Methods: Consecutive acute ischemic stroke patients who underwent CT perfusion, CTA, and DSA before thrombectomy with occlusion of the internal carotid artery, the M1 or the M2 segments were included. Two observers assessed all CT images and one separate observer assessed DSA (reference standard) with static and dynamic (modified American Society of Interventional and Therapeutic Neuroradiology) collateral grading methods. Interobserver agreement and concordance were quantified with Cohen-weighted κ and concordance correlation coefficient, respectively. Imaging assessments were related to clinical outcome (modified Rankin Scale, ≤ 2).

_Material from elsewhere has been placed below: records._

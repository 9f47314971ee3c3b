use thiserror::Error;

pub type Result<T> = std::result::Result<T, QaError>;

#[derive(Error, Debug)]
pub enum QaError {
    #[error("Configuration error: {0}")]
    Config(String),

    #[error("Index error: {0}")]
    Index(String),

    #[error("Embedding error: {0}")]
    Embedding(String),

    #[error("Collector error: {0}")]
    Collector(String),

    #[error("Server error: {0}")]
    Server(String),

    #[error("IO error: {0}")]
    Io(#[from] std::io::Error),

    #[error("JSON error: {0}")]
    Json(#[from] serde_json::Error),

    #[error("Other error: {0}")]
    Other(#[from] anyhow::Error),
}

impl From<config::ConfigError> for QaError {
    #[inline]
    fn from(err: config::ConfigError) -> Self {
        Self::Config(err.to_string())
    }
}

pub mod collector;
pub mod commands;
pub mod config;
pub mod embeddings;
pub mod index;
pub mod retrieval;
pub mod server;
pub mod topics;
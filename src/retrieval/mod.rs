// Retrieval core
// Embeds a question (plus an optional image stand-in) and answers with the nearest indexed document

pub mod extractor;


pub use extractor::{IMAGE_PLACEHOLDER, PlaceholderExtractor, TextExtractor, describe_image};

use serde::{Deserialize, Serialize};
use std::sync::Arc;
use tracing::{debug, warn};

use crate::embeddings::Embedder;
use crate::index::VectorIndex;
use crate::{QaError, Result};

pub const ANSWER_PREFIX: &str = "Based on Discourse content: ";
pub const MISSING_CONTENT_PLACEHOLDER: &str = "[no 'content' field found]";

/// Incoming question
#[derive(Debug, Clone, PartialEq, Eq, Serialize, Deserialize)]
pub struct Query {
    pub question: String,
    /// Base64-encoded image attachment
    #[serde(default, skip_serializing_if = "Option::is_none")]
    pub image: Option<String>,
}

impl Query {
    #[inline]
    pub fn new(question: impl Into<String>) -> Self {
        Self {
            question: question.into(),
            image: None,
        }
    }

    #[inline]
    pub fn with_image(mut self, image: impl Into<String>) -> Self {
        self.image = Some(image.into());
        self
    }
}

#[derive(Debug, Clone, PartialEq, Eq, Serialize, Deserialize)]
pub struct Answer {
    pub answer: String,
}

/// Text that gets embedded: the question alone, or the question and a line describing the image.
/// A blank image payload counts as no image.
#[inline]
pub fn combine_query(question: &str, image: Option<&str>, extractor: &dyn TextExtractor) -> String {
    match image {
        Some(payload) if !payload.trim().is_empty() => {
            format!("{}\n{}", question, describe_image(extractor, payload))
        }
        _ => question.to_string(),
    }
}

/// Answers queries from an immutable index. Construct once and share behind an `Arc`.
pub struct Retriever {
    index: VectorIndex,
    embedder: Arc<dyn Embedder>,
    extractor: Arc<dyn TextExtractor>,
}

impl Retriever {
    #[inline]
    pub fn new(
        index: VectorIndex,
        embedder: Arc<dyn Embedder>,
        extractor: Arc<dyn TextExtractor>,
    ) -> Self {
        Self {
            index,
            embedder,
            extractor,
        }
    }

    #[inline]
    pub fn index(&self) -> &VectorIndex {
        &self.index
    }

    /// Answer with the content of the single nearest document.
    ///
    /// Image and record problems degrade to placeholder text; only embedding and
    /// search failures are errors.
    #[inline]
    pub fn answer(&self, query: &Query) -> Result<Answer> {
        let full_query = combine_query(
            &query.question,
            query.image.as_deref(),
            self.extractor.as_ref(),
        );

        let embedding = self
            .embedder
            .embed(&full_query)
            .map_err(|e| QaError::Embedding(format!("{:#}", e)))?;

        let neighbor = self
            .index
            .nearest(&embedding)
            .map_err(|e| QaError::Embedding(e.to_string()))?;

        debug!(
            "Nearest document is #{} (distance {})",
            neighbor.position, neighbor.distance
        );

        let content = match neighbor.entry.record.content() {
            Some(content) => content,
            None => {
                warn!(
                    "Document #{} has no content field, answering with placeholder",
                    neighbor.position
                );
                MISSING_CONTENT_PLACEHOLDER.into()
            }
        };

        Ok(Answer {
            answer: format!("{}{}", ANSWER_PREFIX, content),
        })
    }
}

Results: Interobserver agreement (n = 101) was 0.46 (tMIP), 0.58 (3-phase CTA), 0.67 (multiphase CTA), and 0.69 (single-phase CTA) for static assessments and 0.52 (3-phase CTA) and 0.54 (multiphase CTA) for dynamic assessments. Concordance correlation coefficient (n = 80) was 0.08 (3-phase CTA), 0.09 (single-phase CTA), and 0.23 (multiphase CTA) for static assessments and 0.10 (3-phase CTA) and 0.27 (multiphase CTA) for dynamic assessments. Higher static collateral scores on multiphase CTA (odds ratio [OR], 1.7; 95% confidence interval [CI], 1.1-2.7) and tMIP images (OR, 2.0; 95% CI, 1.1-3.4) were associated with modified Rankin Scale of 2 or less as were higher modified American Society of Interventional and Therapeutic Neuroradiology scores on 3-phase CTA (OR, 1.5; 95% CI, 1.1-2.2) and multiphase CTA (OR, 1.7; 95% CI, 1.1-2.6).
Conclusions: Concordance between assessments on CT and DSA was poor. Collateral status evaluated on 3-phase CTA and multiphase CTA, but not on DSA, was associated with clinical outcome.